Quando lhe perguntei quando começavam as festas, ela me respondeu:
“Dispois na coieta, quando caba as chuva.”  E continuou:
Hoje é maio, amanhã é junho, com os festejo de São João; dispois é julho, é agosto, com a Romaria de Nossa Sinhora d’Abadia no Vão de Almas. E ainda em setembro, tem Romaria de N. S. do Livramento, no Vão do Moleque”. 
E eu, com minha agenda lotada, dia-a-dia, hora-a-hora.
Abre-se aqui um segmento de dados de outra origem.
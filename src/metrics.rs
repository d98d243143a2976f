//! Metric names and recording helpers.
//!
//! With the `metrics` feature enabled these forward to the
//! [`metrics`](https://docs.rs/metrics) facade; without it they compile to
//! nothing, so call sites stay unconditional.

/// Gauge of relay connections currently established.
pub const CONNECTIONS_ACTIVE: &str = "relaylink_connections_active";
/// Counter of frames sent or received.
pub const FRAMES_PROCESSED: &str = "relaylink_frames_processed_total";
/// Counter of connect attempts, labelled by outcome.
pub const CONNECT_ATTEMPTS: &str = "relaylink_connect_attempts_total";
/// Counter of errors absorbed by the client.
pub const ERRORS_TOTAL: &str = "relaylink_errors_total";

/// Direction of a processed frame.
#[derive(Clone, Copy, Debug)]
pub enum Direction {
    /// Frame received from the relay.
    Inbound,
    /// Frame written to the relay.
    Outbound,
}

impl Direction {
    #[cfg_attr(not(feature = "metrics"), allow(dead_code, reason = "only read by metric labels"))]
    fn as_str(self) -> &'static str {
        match self {
            Direction::Inbound => "inbound",
            Direction::Outbound => "outbound",
        }
    }
}

#[cfg(feature = "metrics")]
mod imp {
    use metrics::{counter, gauge};

    use super::{CONNECT_ATTEMPTS, CONNECTIONS_ACTIVE, Direction, ERRORS_TOTAL, FRAMES_PROCESSED};

    pub fn inc_connections() { gauge!(CONNECTIONS_ACTIVE).increment(1.0); }

    pub fn dec_connections() { gauge!(CONNECTIONS_ACTIVE).decrement(1.0); }

    pub fn inc_frames(direction: Direction) {
        counter!(FRAMES_PROCESSED, "direction" => direction.as_str()).increment(1);
    }

    pub fn inc_connect_attempts(success: bool) {
        let outcome = if success { "success" } else { "failure" };
        counter!(CONNECT_ATTEMPTS, "outcome" => outcome).increment(1);
    }

    pub fn inc_errors() { counter!(ERRORS_TOTAL).increment(1); }
}

#[cfg(not(feature = "metrics"))]
mod imp {
    use super::Direction;

    pub fn inc_connections() {}

    pub fn dec_connections() {}

    pub fn inc_frames(_direction: Direction) {}

    pub fn inc_connect_attempts(_success: bool) {}

    pub fn inc_errors() {}
}

/// Increment the active connections gauge.
pub fn inc_connections() { imp::inc_connections(); }

/// Decrement the active connections gauge.
pub fn dec_connections() { imp::dec_connections(); }

/// Record a processed frame for the given direction.
pub fn inc_frames(direction: Direction) { imp::inc_frames(direction); }

/// Record the outcome of one connect attempt.
pub fn inc_connect_attempts(success: bool) { imp::inc_connect_attempts(success); }

/// Record an absorbed error.
pub fn inc_errors() { imp::inc_errors(); }
//! Message boundaries on the relay byte stream.
//!
//! TCP delivers a byte stream, so the client needs a rule for where one
//! message ends. [`Framing`] selects that rule. `LengthPrefixed` and
//! `Delimited` carry explicit boundaries and tolerate messages split across
//! many reads. `Burst` reproduces the legacy relay convention where each
//! drained readiness burst is one message; it only works while the peer
//! writes each message in one go and the client keeps up.

use bytes::{Bytes, BytesMut};
use thiserror::Error;
use tokio_util::codec::{
    AnyDelimiterCodec,
    AnyDelimiterCodecError,
    Decoder,
    Encoder,
    LengthDelimitedCodec,
};

use crate::buffer::ReceiveBuffer;

/// Largest message accepted or produced by default.
pub const DEFAULT_MAX_FRAME_LENGTH: usize = 1024 * 1024;

/// Rule used to split the byte stream into messages.
#[derive(Clone, Copy, Debug, Default, PartialEq, Eq)]
pub enum Framing {
    /// Four-byte big-endian length prefix before each message.
    #[default]
    LengthPrefixed,
    /// Each message is terminated by the given byte.
    Delimited(u8),
    /// Each drained readiness burst is one message.
    Burst,
}

impl Framing {
    /// Build the stateful codec implementing this rule.
    #[must_use]
    pub fn codec(self, max_frame_length: usize) -> FrameCodec {
        let kind = match self {
            Self::LengthPrefixed => CodecKind::LengthPrefixed(length_codec(max_frame_length)),
            Self::Delimited(byte) => CodecKind::Delimited(AnyDelimiterCodec::new_with_max_length(
                vec![byte],
                vec![byte],
                max_frame_length,
            )),
            Self::Burst => CodecKind::Burst,
        };
        FrameCodec {
            kind,
            max_frame_length,
        }
    }
}

fn length_codec(max_frame_length: usize) -> LengthDelimitedCodec {
    LengthDelimitedCodec::builder()
        .length_field_length(4)
        .big_endian()
        .max_frame_length(max_frame_length)
        .new_codec()
}

/// Errors raised while splitting or producing frames.
#[derive(Debug, Error)]
pub enum FramingError {
    /// A message exceeds the configured maximum.
    #[error("frame of {len} bytes exceeds maximum of {max}")]
    FrameTooLarge { len: usize, max: usize },
    /// The length prefix was rejected; buffered bytes were discarded.
    #[error("invalid length-prefixed frame: {0}")]
    Length(#[source] std::io::Error),
    /// The delimiter codec rejected its input.
    #[error("invalid delimited frame: {0}")]
    Delimited(#[from] AnyDelimiterCodecError),
}

enum CodecKind {
    LengthPrefixed(LengthDelimitedCodec),
    Delimited(AnyDelimiterCodec),
    Burst,
}

/// Stateful encoder/decoder for one connection.
pub struct FrameCodec {
    kind: CodecKind,
    max_frame_length: usize,
}

impl std::fmt::Debug for FrameCodec {
    fn fmt(&self, f: &mut std::fmt::Formatter<'_>) -> std::fmt::Result {
        let kind = match self.kind {
            CodecKind::LengthPrefixed(_) => "length-prefixed",
            CodecKind::Delimited(_) => "delimited",
            CodecKind::Burst => "burst",
        };
        f.debug_struct("FrameCodec")
            .field("kind", &kind)
            .field("max_frame_length", &self.max_frame_length)
            .finish()
    }
}

impl FrameCodec {
    /// Prepare `buf` for a new readiness burst.
    ///
    /// Burst framing starts every burst from an empty buffer. Explicit
    /// framings keep a partial trailing frame for the next burst.
    pub fn begin_burst(&self, buf: &mut ReceiveBuffer) {
        if matches!(self.kind, CodecKind::Burst) {
            buf.clear();
        }
    }

    /// Move every complete frame out of `buf` into `out`.
    ///
    /// # Errors
    ///
    /// Returns [`FramingError`] when the stream violates the framing rule.
    /// Frames decoded alongside the error are still pushed to `out`.
    ///
    /// - A rejected length prefix desynchronises the stream, so the whole
    ///   buffer is discarded.
    /// - An oversized delimited message is skipped up to its delimiter and
    ///   decoding continues with the messages after it.
    /// - An oversized burst is discarded.
    pub fn decode_available(
        &mut self,
        buf: &mut ReceiveBuffer,
        out: &mut Vec<Bytes>,
    ) -> Result<(), FramingError> {
        match &mut self.kind {
            CodecKind::Burst => {
                let len = buf.len();
                if len > self.max_frame_length {
                    buf.clear();
                    return Err(FramingError::FrameTooLarge {
                        len,
                        max: self.max_frame_length,
                    });
                }
                if len > 0 {
                    out.push(buf.bytes_mut().split().freeze());
                }
                Ok(())
            }
            CodecKind::LengthPrefixed(codec) => loop {
                match codec.decode(buf.bytes_mut()) {
                    Ok(Some(frame)) => out.push(frame.freeze()),
                    Ok(None) => return Ok(()),
                    Err(e) => {
                        buf.clear();
                        *codec = length_codec(self.max_frame_length);
                        return Err(FramingError::Length(e));
                    }
                }
            },
            CodecKind::Delimited(codec) => {
                // After an error the codec is in discard mode and makes
                // progress on every call.
                let mut first_error = None;
                loop {
                    match codec.decode(buf.bytes_mut()) {
                        Ok(Some(frame)) => out.push(frame),
                        Ok(None) => break,
                        Err(e) => {
                            first_error.get_or_insert(e);
                        }
                    }
                }
                first_error.map_or(Ok(()), |e| Err(e.into()))
            }
        }
    }

    /// Flush what remains once the peer has closed the stream.
    ///
    /// A trailing unterminated delimited message is emitted. Returns the
    /// number of bytes that could not form a frame and were dropped.
    ///
    /// # Errors
    ///
    /// Returns [`FramingError`] when the remaining bytes violate the rule.
    pub fn decode_eof(
        &mut self,
        buf: &mut ReceiveBuffer,
        out: &mut Vec<Bytes>,
    ) -> Result<usize, FramingError> {
        self.decode_available(buf, out)?;
        if let CodecKind::Delimited(codec) = &mut self.kind {
            while let Some(frame) = codec.decode_eof(buf.bytes_mut())? {
                if !frame.is_empty() {
                    out.push(frame);
                }
            }
        }
        let dropped = buf.len();
        buf.clear();
        Ok(dropped)
    }

    /// Append `text` to `dst` with this codec's framing.
    ///
    /// # Errors
    ///
    /// Returns [`FramingError::FrameTooLarge`] if `text` exceeds the maximum
    /// frame length.
    pub fn encode(&mut self, text: &str, dst: &mut BytesMut) -> Result<(), FramingError> {
        if text.len() > self.max_frame_length {
            return Err(FramingError::FrameTooLarge {
                len: text.len(),
                max: self.max_frame_length,
            });
        }
        match &mut self.kind {
            CodecKind::LengthPrefixed(codec) => codec
                .encode(Bytes::copy_from_slice(text.as_bytes()), dst)
                .map_err(FramingError::Length),
            CodecKind::Delimited(codec) => codec.encode(text, dst).map_err(FramingError::from),
            CodecKind::Burst => {
                dst.extend_from_slice(text.as_bytes());
                Ok(())
            }
        }
    }
}

#[cfg(test)]
mod tests {
    use rstest::rstest;

    use super::*;

    fn feed(codec: &mut FrameCodec, buf: &mut ReceiveBuffer, chunk: &[u8]) -> Vec<Bytes> {
        let mut out = Vec::new();
        codec.begin_burst(buf);
        buf.append(chunk);
        codec.decode_available(buf, &mut out).expect("decode");
        out
    }

    #[test]
    fn length_prefixed_frame_spans_bursts() {
        let mut codec = Framing::LengthPrefixed.codec(DEFAULT_MAX_FRAME_LENGTH);
        let mut wire = BytesMut::new();
        let payload = "x".repeat(1300);
        codec.encode(&payload, &mut wire).expect("encode");
        assert_eq!(&wire[..4], &1300u32.to_be_bytes());

        let mut buf = ReceiveBuffer::default();
        let mut frames = Vec::new();
        for chunk in wire.chunks(512) {
            frames.extend(feed(&mut codec, &mut buf, chunk));
        }
        assert_eq!(frames, vec![Bytes::from(payload)]);
        assert!(buf.is_empty());
    }

    #[test]
    fn delimited_splits_and_keeps_remainder() {
        let mut codec = Framing::Delimited(b'\n').codec(DEFAULT_MAX_FRAME_LENGTH);
        let mut buf = ReceiveBuffer::default();

        let frames = feed(&mut codec, &mut buf, b"one\ntwo\nthr");
        assert_eq!(frames, vec![Bytes::from("one"), Bytes::from("two")]);

        let frames = feed(&mut codec, &mut buf, b"ee\n");
        assert_eq!(frames, vec![Bytes::from("three")]);
    }

    #[test]
    fn delimited_eof_flushes_unterminated_tail() {
        let mut codec = Framing::Delimited(b'\n').codec(DEFAULT_MAX_FRAME_LENGTH);
        let mut buf = ReceiveBuffer::default();
        buf.append(b"done\ntail");
        let mut out = Vec::new();
        let dropped = codec.decode_eof(&mut buf, &mut out).expect("eof");
        assert_eq!(out, vec![Bytes::from("done"), Bytes::from("tail")]);
        assert_eq!(dropped, 0);
    }

    #[test]
    fn length_prefixed_eof_drops_partial_frame() {
        let mut codec = Framing::LengthPrefixed.codec(DEFAULT_MAX_FRAME_LENGTH);
        let mut buf = ReceiveBuffer::default();
        buf.append(&[0, 0, 0, 9, b'a']);
        let mut out = Vec::new();
        let dropped = codec.decode_eof(&mut buf, &mut out).expect("eof");
        assert!(out.is_empty());
        assert_eq!(dropped, 5);
    }

    #[test]
    fn burst_treats_each_burst_as_one_message() {
        let mut codec = Framing::Burst.codec(DEFAULT_MAX_FRAME_LENGTH);
        let mut buf = ReceiveBuffer::default();
        assert_eq!(feed(&mut codec, &mut buf, b"a\nb"), vec![Bytes::from("a\nb")]);
        assert_eq!(feed(&mut codec, &mut buf, b"c"), vec![Bytes::from("c")]);
        assert!(feed(&mut codec, &mut buf, b"").is_empty());
    }

    #[test]
    fn oversized_length_prefix_discards_buffer() {
        let mut codec = Framing::LengthPrefixed.codec(16);
        let mut buf = ReceiveBuffer::default();
        buf.append(&[0, 0, 1, 0]);
        buf.append(b"ignored");
        let mut out = Vec::new();
        let err = codec.decode_available(&mut buf, &mut out).expect_err("too large");
        assert!(matches!(err, FramingError::Length(_)));
        assert!(buf.is_empty());

        let mut wire = BytesMut::new();
        codec.encode("ok", &mut wire).expect("encode");
        buf.append(&wire);
        codec.decode_available(&mut buf, &mut out).expect("decode");
        assert_eq!(out, vec![Bytes::from("ok")]);
    }

    #[test]
    fn oversized_delimited_message_is_skipped() {
        let mut codec = Framing::Delimited(b'\n').codec(4);
        let mut buf = ReceiveBuffer::default();
        buf.append(b"toolong\nok\n");
        let mut out = Vec::new();
        let err = codec.decode_available(&mut buf, &mut out).expect_err("too long");
        assert!(matches!(err, FramingError::Delimited(_)));
        assert_eq!(out, vec![Bytes::from("ok")]);
        assert!(buf.is_empty());
    }

    #[test]
    fn oversized_delimited_tail_is_dropped_across_bursts() {
        let mut codec = Framing::Delimited(b'\n').codec(4);
        let mut buf = ReceiveBuffer::default();
        let mut out = Vec::new();
        buf.append(b"waytoo");
        assert!(codec.decode_available(&mut buf, &mut out).is_err());
        buf.append(b"long\nfine\n");
        codec.decode_available(&mut buf, &mut out).expect("decode");
        assert_eq!(out, vec![Bytes::from("fine")]);
    }

    #[test]
    fn oversized_burst_is_discarded() {
        let mut codec = Framing::Burst.codec(16);
        let mut buf = ReceiveBuffer::default();
        buf.append(&[b'x'; 100]);
        let mut out = Vec::new();
        let err = codec.decode_available(&mut buf, &mut out).expect_err("too large");
        assert!(matches!(err, FramingError::FrameTooLarge { len: 100, max: 16 }));
        assert!(out.is_empty());
        assert!(buf.is_empty());

        assert_eq!(feed(&mut codec, &mut buf, b"small"), vec![Bytes::from("small")]);
    }

    #[rstest]
    #[case(Framing::LengthPrefixed)]
    #[case(Framing::Delimited(0))]
    #[case(Framing::Burst)]
    fn encode_rejects_oversized_text(#[case] framing: Framing) {
        let mut codec = framing.codec(4);
        let mut dst = BytesMut::new();
        let err = codec.encode("hello", &mut dst).expect_err("too large");
        assert!(matches!(err, FramingError::FrameTooLarge { len: 5, max: 4 }));
        assert!(dst.is_empty());
    }

    #[test]
    fn delimited_encode_appends_terminator() {
        let mut codec = Framing::Delimited(0).codec(DEFAULT_MAX_FRAME_LENGTH);
        let mut dst = BytesMut::new();
        codec.encode("hi", &mut dst).expect("encode");
        assert_eq!(&dst[..], b"hi\0");
    }
}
quarta-feira, 4 de fevereiro de 2015

Um homem chamado Governo





Um homem chamado Governo

Durante a gravação do programa Globo Repórter em 2002, acompanhei a equipe a  vários pontos do Sítio Kalunga, de carro, a pé e de helicóptero nos locais mais afastados. 
Saindo da casa de Dona Procópia, no Riachão, voamos por cima da serra até o Vão do Moleque. De longe avistamos uma casinha isolada, perto da Cachoeira dos Porcos e  pousamos num campo próximo.
Logo, um homem foi se aproximando, assustado, mas muito curioso, vestindo uma camisa da CBF.
Era junho, véspera da Copa do Mundo e perto das eleições presidenciais.
Fomos logo nos apresentando e ele disse se chamar Elói.
A repórter então perguntou: - “ Sr. Elói, o senhor está usando uma camisa da Seleção Brasileira “?
Ele respondeu: “Esta amarelinha aqui ? Camisa di quê mermo?
A repórter continuou: “Da Seleção Brasileira de Futebol” !
“Seu” Elói respondeu: “Ah !  Eu num conheço nada de futibol não. Eu só vi uma vez, na televisão, em Cavalcante”.
A repórter então perguntou : “ O senhor já ouviu falar em Ronaldinho “?
“Não, sinhora “, respondeu ele.
“O senhor conhece o Felipão”? – insistiu ela.
“Seu” Elói replicou: “Filipão, o prefeito de Cavalcante? Conheço, sim “ !
“O senhor conhece o  Lula” ?-  continuou ela.
“Não sinhora “.
“O Fernando Henrique Cardoso”?
“Não sinhora”.
“O Presidente, o Governo “!! – insistiu ela novamente.
“Ah ! este eu já ouvi falar. Este hôme, este tal de Guverno, num presta!

Este hôme, o Guverno, nunca veio aqui no Vão do Moleque”!